In the listing beneath this line, copy exactly the lines starting with the one containing "filename crates/deepsearch/src/systems/system.rs" and going on through the one containing "filename crates/deepsearch/src/lib.rs".

===== Data shown =====

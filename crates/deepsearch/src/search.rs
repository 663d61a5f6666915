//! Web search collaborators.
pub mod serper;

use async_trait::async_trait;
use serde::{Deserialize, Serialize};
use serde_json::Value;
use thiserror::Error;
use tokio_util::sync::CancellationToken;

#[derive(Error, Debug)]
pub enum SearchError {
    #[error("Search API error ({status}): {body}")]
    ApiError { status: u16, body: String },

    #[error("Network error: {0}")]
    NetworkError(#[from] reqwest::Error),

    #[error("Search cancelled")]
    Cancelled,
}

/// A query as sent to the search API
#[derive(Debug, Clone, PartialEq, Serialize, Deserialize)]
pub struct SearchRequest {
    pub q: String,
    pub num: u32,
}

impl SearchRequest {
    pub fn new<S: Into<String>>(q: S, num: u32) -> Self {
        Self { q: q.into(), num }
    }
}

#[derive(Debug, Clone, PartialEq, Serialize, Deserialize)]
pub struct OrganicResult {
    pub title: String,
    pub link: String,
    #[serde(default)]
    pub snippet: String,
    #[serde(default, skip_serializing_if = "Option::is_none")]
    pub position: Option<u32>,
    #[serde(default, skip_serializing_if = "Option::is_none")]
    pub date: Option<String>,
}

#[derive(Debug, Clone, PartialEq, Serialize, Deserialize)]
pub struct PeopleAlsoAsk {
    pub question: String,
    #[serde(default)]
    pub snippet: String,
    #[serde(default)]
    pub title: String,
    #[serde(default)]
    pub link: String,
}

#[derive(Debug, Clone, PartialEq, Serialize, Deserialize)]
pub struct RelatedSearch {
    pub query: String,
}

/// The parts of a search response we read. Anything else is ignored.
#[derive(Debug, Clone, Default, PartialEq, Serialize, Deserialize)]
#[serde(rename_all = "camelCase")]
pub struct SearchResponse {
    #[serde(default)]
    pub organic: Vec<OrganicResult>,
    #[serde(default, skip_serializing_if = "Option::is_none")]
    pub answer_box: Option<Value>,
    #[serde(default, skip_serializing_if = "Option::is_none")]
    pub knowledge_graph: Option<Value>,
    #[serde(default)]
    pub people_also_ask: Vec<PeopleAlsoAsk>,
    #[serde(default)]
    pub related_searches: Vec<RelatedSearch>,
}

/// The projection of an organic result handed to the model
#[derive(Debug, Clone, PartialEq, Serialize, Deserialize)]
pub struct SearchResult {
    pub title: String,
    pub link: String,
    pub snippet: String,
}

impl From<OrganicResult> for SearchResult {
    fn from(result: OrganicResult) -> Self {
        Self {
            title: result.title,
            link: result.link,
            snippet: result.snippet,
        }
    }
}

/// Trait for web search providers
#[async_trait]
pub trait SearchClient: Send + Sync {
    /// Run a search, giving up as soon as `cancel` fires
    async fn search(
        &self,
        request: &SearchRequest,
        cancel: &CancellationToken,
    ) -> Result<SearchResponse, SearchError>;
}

=====
===== Data shown =====

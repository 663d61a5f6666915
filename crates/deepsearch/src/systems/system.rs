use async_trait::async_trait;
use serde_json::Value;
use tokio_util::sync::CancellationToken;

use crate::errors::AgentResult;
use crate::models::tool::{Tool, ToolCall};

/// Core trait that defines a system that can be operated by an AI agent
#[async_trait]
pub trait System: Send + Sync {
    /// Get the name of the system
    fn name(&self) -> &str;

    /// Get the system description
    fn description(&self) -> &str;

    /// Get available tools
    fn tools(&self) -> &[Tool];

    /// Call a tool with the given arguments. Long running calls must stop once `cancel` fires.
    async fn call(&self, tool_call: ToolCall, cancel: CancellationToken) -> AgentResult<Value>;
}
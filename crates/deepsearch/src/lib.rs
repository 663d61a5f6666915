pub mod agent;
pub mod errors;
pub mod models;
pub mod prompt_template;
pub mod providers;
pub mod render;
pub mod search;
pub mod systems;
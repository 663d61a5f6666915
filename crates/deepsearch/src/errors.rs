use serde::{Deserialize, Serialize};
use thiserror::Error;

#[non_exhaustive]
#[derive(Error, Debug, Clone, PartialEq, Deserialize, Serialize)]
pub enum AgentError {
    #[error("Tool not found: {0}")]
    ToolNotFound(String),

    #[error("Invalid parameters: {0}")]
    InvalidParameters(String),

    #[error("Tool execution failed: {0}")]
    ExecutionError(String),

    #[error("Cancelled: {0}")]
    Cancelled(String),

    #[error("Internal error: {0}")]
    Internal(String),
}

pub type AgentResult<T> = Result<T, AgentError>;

=====

▶ [Result]
filename crates/deepsearch/src/systems/system.rs
use async_trait::async_trait;
use serde_json::Value;
use tokio_util::sync::CancellationToken;

use crate::errors::AgentResult;
use crate::models::tool::{Tool, ToolCall};

/// Core trait that defines a system that can be operated by an AI agent
#[async_trait]
pub trait System: Send + Sync {
    /// Get the name of the system
    fn name(&self) -> &str;

    /// Get the system description
    fn description(&self) -> &str;

    /// Get available tools
    fn tools(&self) -> &[Tool];

    /// Call a tool with the given arguments. Long running calls must stop once `cancel` fires.
    async fn call(&self, tool_call: ToolCall, cancel: CancellationToken) -> AgentResult<Value>;
}
filename crates/deepsearch/src/lib.rs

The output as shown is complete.